=== Section Start ===

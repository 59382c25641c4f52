//! Scenario tests (S1-S6) and randomized invariant checks (section 8),
//! colocated with the implementation in the teacher's `#[cfg(test)] mod
//! tests` style.

use std::collections::BTreeMap;
use std::sync::atomic::{AtomicUsize, Ordering};
use std::sync::{Arc, RwLock};
use std::thread;

use rand::rngs::StdRng;
use rand::{Rng, SeedableRng};

use crate::alloc::{Allocator, Layout, SystemAllocator};
use crate::error::{Dir, InsertError, InsertOutcome};
use crate::map::Map;
use crate::node::{contains, decode, slice_index, Slot, SLNODES};
use std::ptr::NonNull;

fn init_log() {
    let _ = env_logger::builder().is_test(true).try_init();
}

fn collect_all<A: Allocator>(map: &Map<A>) -> Vec<(u64, usize)> {
    let mut out = Vec::new();
    map.iterate(0, u64::MAX, |k, v| {
        out.push((k, v));
        false
    });
    out
}

/// Walks the live tree checking invariants 1, 2, 4 (section 3): every
/// non-root inner node has >= 2 children, every child occupies the slot its
/// key's crit nibble dictates, and every key in a subtree agrees with that
/// subtree's `path` above the crit nibble.
fn check_invariants<A: Allocator>(map: &Map<A>) {
    let root = map.root.load(Ordering::Acquire);
    walk(root, true);

    fn walk(word: usize, is_root: bool) {
        match decode(word) {
            Slot::Null => {}
            Slot::Leaf(_) => {}
            Slot::Inner(n) => {
                let path = unsafe { (*n).path.load(Ordering::Acquire) };
                let shift = unsafe { (*n).shift };
                let mut live = 0usize;
                for i in 0..SLNODES {
                    let child = unsafe { (*n).children[i].load(Ordering::Acquire) };
                    if child == 0 {
                        continue;
                    }
                    live += 1;
                    match decode(child) {
                        Slot::Leaf(k) => {
                            let key = unsafe { (*k).key.load(Ordering::Acquire) };
                            assert_eq!(
                                slice_index(key, shift),
                                i,
                                "invariant 4 violated: leaf {key:#x} not in its crit-nibble slot"
                            );
                            assert!(
                                contains(key, path, shift),
                                "invariant 2 violated: leaf {key:#x} outside subtree path"
                            );
                        }
                        Slot::Inner(m) => {
                            let child_path = unsafe { (*m).path.load(Ordering::Acquire) };
                            assert_eq!(
                                slice_index(child_path, shift),
                                i,
                                "invariant 4 violated: inner node not in its crit-nibble slot"
                            );
                            assert!(
                                contains(child_path, path, shift),
                                "invariant 2 violated: inner subtree path escapes parent"
                            );
                        }
                        Slot::Null => unreachable!(),
                    }
                    walk(child, false);
                }
                if !is_root {
                    assert!(live >= 2, "invariant 1 violated: non-root inner node with < 2 children");
                }
            }
        }
    }
}

// ---------------------------------------------------------------------
// S1: basic lifecycle
// ---------------------------------------------------------------------

#[test]
fn s1_basic_lifecycle() {
    init_log();
    let map = Map::new();
    map.insert(10, 100, false).unwrap();
    map.insert(20, 200, false).unwrap();

    assert_eq!(map.get(10), Some(100));
    assert_eq!(map.get(15), None);
    assert_eq!(map.find_le(15), Some((10, 100)));
    assert_eq!(map.find_ge(15), Some((20, 200)));

    assert_eq!(map.remove(10), Some(100));
    assert_eq!(map.get(10), None);
    assert_eq!(map.find_le(15), None);
}

// ---------------------------------------------------------------------
// S2: split / collapse
// ---------------------------------------------------------------------

#[test]
fn s2_split_and_collapse() {
    init_log();
    let map = Map::new();
    map.insert(0x100, 1, false).unwrap();
    map.insert(0x200, 2, false).unwrap();
    check_invariants(&map);

    map.insert(0x108, 3, false).unwrap();
    check_invariants(&map);
    assert_eq!(map.get(0x108), Some(3));

    assert_eq!(map.remove(0x108), Some(3));
    check_invariants(&map);
    assert_eq!(map.get(0x100), Some(1));
    assert_eq!(map.get(0x200), Some(2));

    assert_eq!(map.remove(0x200), Some(2));
    check_invariants(&map);
    assert_eq!(map.get(0x100), Some(1));
    assert_eq!(map.get(0x200), None);
}

// ---------------------------------------------------------------------
// S3: update vs. existence
// ---------------------------------------------------------------------

#[test]
fn s3_update_vs_existence() {
    init_log();
    let map = Map::new();
    assert_eq!(map.insert(1, 0xaa, false), Ok(InsertOutcome::Inserted));
    assert_eq!(map.insert(1, 0xbb, false), Err(InsertError::AlreadyExists));
    assert_eq!(map.get(1), Some(0xaa));
    assert_eq!(map.insert(1, 0xbb, true), Ok(InsertOutcome::Updated));
    assert_eq!(map.get(1), Some(0xbb));
}

// ---------------------------------------------------------------------
// S4: range iteration, including early abort
// ---------------------------------------------------------------------

#[test]
fn s4_range_iteration() {
    init_log();
    let map = Map::new();
    for k in [3u64, 1, 4, 1, 5, 9, 2, 6] {
        let _ = map.insert(k, k as usize, false);
    }

    let mut seen = Vec::new();
    map.iterate(2, 6, |k, _| {
        seen.push(k);
        false
    });
    assert_eq!(seen, vec![2, 3, 4, 5, 6]);

    let mut partial = Vec::new();
    map.iterate(2, 6, |k, _| {
        partial.push(k);
        partial.len() == 2
    });
    assert_eq!(partial, vec![2, 3]);
}

// ---------------------------------------------------------------------
// S5: grace-period reuse
// ---------------------------------------------------------------------

#[test]
fn s5_grace_period_reuse() {
    init_log();
    let map = Map::new();
    for k in 0..20u64 {
        map.insert(k, k as usize, false).unwrap();
    }

    // Removes 1..=16 only rotate empty ring slots: nothing is freed yet.
    for k in 0..16u64 {
        map.remove(k);
        assert_eq!(
            map.pool.free_leaf_head(),
            0,
            "leaf from key {k} freed before its grace period elapsed"
        );
    }

    // Remove #17 reuses slot 0, which evicts the leaf removed in remove #1
    // onto the free list.
    map.remove(16);
    assert_ne!(
        map.pool.free_leaf_head(),
        0,
        "leaf should have become reusable after DELETED_LIFE further removes"
    );
}

// ---------------------------------------------------------------------
// Randomized single-threaded invariant checks (invariants 1-5, 8)
// ---------------------------------------------------------------------

#[test]
fn randomized_matches_reference_btreemap() {
    init_log();
    let mut rng = StdRng::seed_from_u64(0xC0FFEE);
    let map = Map::new();
    let mut reference: BTreeMap<u64, usize> = BTreeMap::new();

    for step in 0..20_000u64 {
        let key = rng.gen_range(0..512u64);
        let op = rng.gen_range(0..3);
        match op {
            0 => {
                let value = step as usize;
                let update = rng.gen_bool(0.5);
                match map.insert(key, value, update) {
                    Ok(InsertOutcome::Inserted) => {
                        assert!(reference.insert(key, value).is_none());
                    }
                    Ok(InsertOutcome::Updated) => {
                        assert!(reference.insert(key, value).is_some());
                    }
                    Err(InsertError::AlreadyExists) => {
                        assert!(reference.contains_key(&key));
                    }
                    Err(InsertError::OutOfMemory) => panic!("system allocator reported OOM"),
                }
            }
            1 => {
                assert_eq!(map.remove(key), reference.remove(&key));
            }
            _ => {
                assert_eq!(map.get(key), reference.get(&key).copied());
            }
        }

        if step % 500 == 0 {
            check_invariants(&map);
            assert_eq!(reference.get(&key).copied(), map.get(key));
        }
    }

    let mut got = collect_all(&map);
    got.sort_unstable();
    let want: Vec<(u64, usize)> = reference.iter().map(|(&k, &v)| (k, v)).collect();
    assert_eq!(got, want);
    check_invariants(&map);
}

#[test]
fn find_variants_match_reference() {
    init_log();
    let mut rng = StdRng::seed_from_u64(0xFEED);
    let map = Map::new();
    let mut reference: BTreeMap<u64, usize> = BTreeMap::new();

    for i in 0..2_000u64 {
        let key = rng.gen_range(0..4096u64);
        let _ = map.insert(key, i as usize, true);
        reference.insert(key, i as usize);
    }

    for _ in 0..2_000 {
        let key = rng.gen_range(0..4096u64);

        let want_le = reference
            .range(..=key)
            .next_back()
            .map(|(&k, &v)| (k, v));
        assert_eq!(map.find_le(key), want_le);
        assert_eq!(map.find(key, Dir::Le), want_le);

        let want_ge = reference.range(key..).next().map(|(&k, &v)| (k, v));
        assert_eq!(map.find_ge(key), want_ge);
        assert_eq!(map.find(key, Dir::Ge), want_ge);

        let want_eq = reference.get(&key).map(|&v| (key, v));
        assert_eq!(map.find(key, Dir::Eq), want_eq);

        if let Some(pred) = key.checked_sub(1) {
            let want_lt = reference.range(..=pred).next_back().map(|(&k, &v)| (k, v));
            assert_eq!(map.find(key, Dir::Lt), want_lt);
        }
        if let Some(succ) = key.checked_add(1) {
            let want_gt = reference.range(succ..).next().map(|(&k, &v)| (k, v));
            assert_eq!(map.find(key, Dir::Gt), want_gt);
        }
    }
}

// ---------------------------------------------------------------------
// S6: concurrent reader under writer churn
// ---------------------------------------------------------------------

#[test]
fn s6_reader_survives_writer_churn() {
    init_log();
    const DOMAIN: u64 = 64;
    const ITERS: usize = 200_000;

    let map = Arc::new(Map::new());
    for k in 0..DOMAIN {
        map.insert(k, k as usize, false).unwrap();
    }

    // Starting gate, mirroring the teacher's `multispam_insert` idiom: every
    // thread blocks on a read-lock until the main thread drops its write
    // guard, so they all race each other from roughly the same instant.
    let gate = Arc::new(RwLock::new(()));
    let hold = gate.write().unwrap();

    let crashed = Arc::new(AtomicUsize::new(0));

    let writer = {
        let map = Arc::clone(&map);
        let gate = Arc::clone(&gate);
        thread::Builder::new()
            .name("writer".into())
            .spawn(move || {
                let _g = gate.read().unwrap();
                for i in 0..ITERS {
                    let key = (i as u64) % DOMAIN;
                    let _ = map.remove(key);
                    let _ = map.insert(key, i, true);
                }
            })
            .unwrap()
    };

    let readers: Vec<_> = (0..4)
        .map(|tid| {
            let map = Arc::clone(&map);
            let gate = Arc::clone(&gate);
            let crashed = Arc::clone(&crashed);
            thread::Builder::new()
                .name(format!("reader-{tid}"))
                .spawn(move || {
                    let _g = gate.read().unwrap();
                    for i in 0..ITERS {
                        let key = (i as u64 + tid as u64) % DOMAIN;
                        // Either a stale-but-real value or absent; anything
                        // else (a panic unwinding out of this closure) is
                        // caught by the join below.
                        let _ = map.get(key);
                        let _ = map.find_le(key);
                    }
                })
                .unwrap_or_else(|_| {
                    crashed.fetch_add(1, Ordering::Relaxed);
                    panic!("failed to spawn reader");
                })
        })
        .collect();

    drop(hold);
    writer.join().expect("writer thread panicked");
    for r in readers {
        r.join().expect("reader thread panicked");
    }
    assert_eq!(crashed.load(Ordering::Relaxed), 0);
    check_invariants(&map);
}

// ---------------------------------------------------------------------
// Pluggable allocator seam (ambient configuration, section 12)
// ---------------------------------------------------------------------

struct FailAfter {
    remaining: AtomicUsize,
}

unsafe impl Allocator for FailAfter {
    fn allocate(&self, layout: Layout) -> Result<NonNull<u8>, ()> {
        if self
            .remaining
            .fetch_update(Ordering::SeqCst, Ordering::SeqCst, |n| {
                if n == 0 {
                    None
                } else {
                    Some(n - 1)
                }
            })
            .is_err()
        {
            return Err(());
        }
        unsafe { NonNull::new(std::alloc::alloc(layout)).ok_or(()) }
    }

    unsafe fn deallocate(&self, ptr: NonNull<u8>, layout: Layout) {
        std::alloc::dealloc(ptr.as_ptr(), layout)
    }
}

#[test]
fn insert_reports_out_of_memory_from_custom_allocator() {
    init_log();
    // One allocation lets the first leaf through; the second (whichever it
    // is - scratch leaf or split inner node) must fail cleanly.
    let map = Map::with_allocator(FailAfter {
        remaining: AtomicUsize::new(1),
    });
    assert_eq!(map.insert(1, 1, false), Ok(InsertOutcome::Inserted));
    assert_eq!(map.insert(2, 2, false), Err(InsertError::OutOfMemory));
    // State is unchanged by the failed insert.
    assert_eq!(map.get(1), Some(1));
    assert_eq!(map.get(2), None);
}

#[test]
fn custom_allocator_is_used_by_default_map_too() {
    init_log();
    let map = Map::<SystemAllocator>::new();
    map.insert(42, 7, false).unwrap();
    assert_eq!(map.get(42), Some(7));
}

=== Section End ===

• [Exercise objective]: Pick out, from the lines above, every one that contains the string "copied".

• [Exercise solution]:
                assert_eq!(map.get(key), reference.get(&key).copied());
            assert_eq!(reference.get(&key).copied(), map.get(key));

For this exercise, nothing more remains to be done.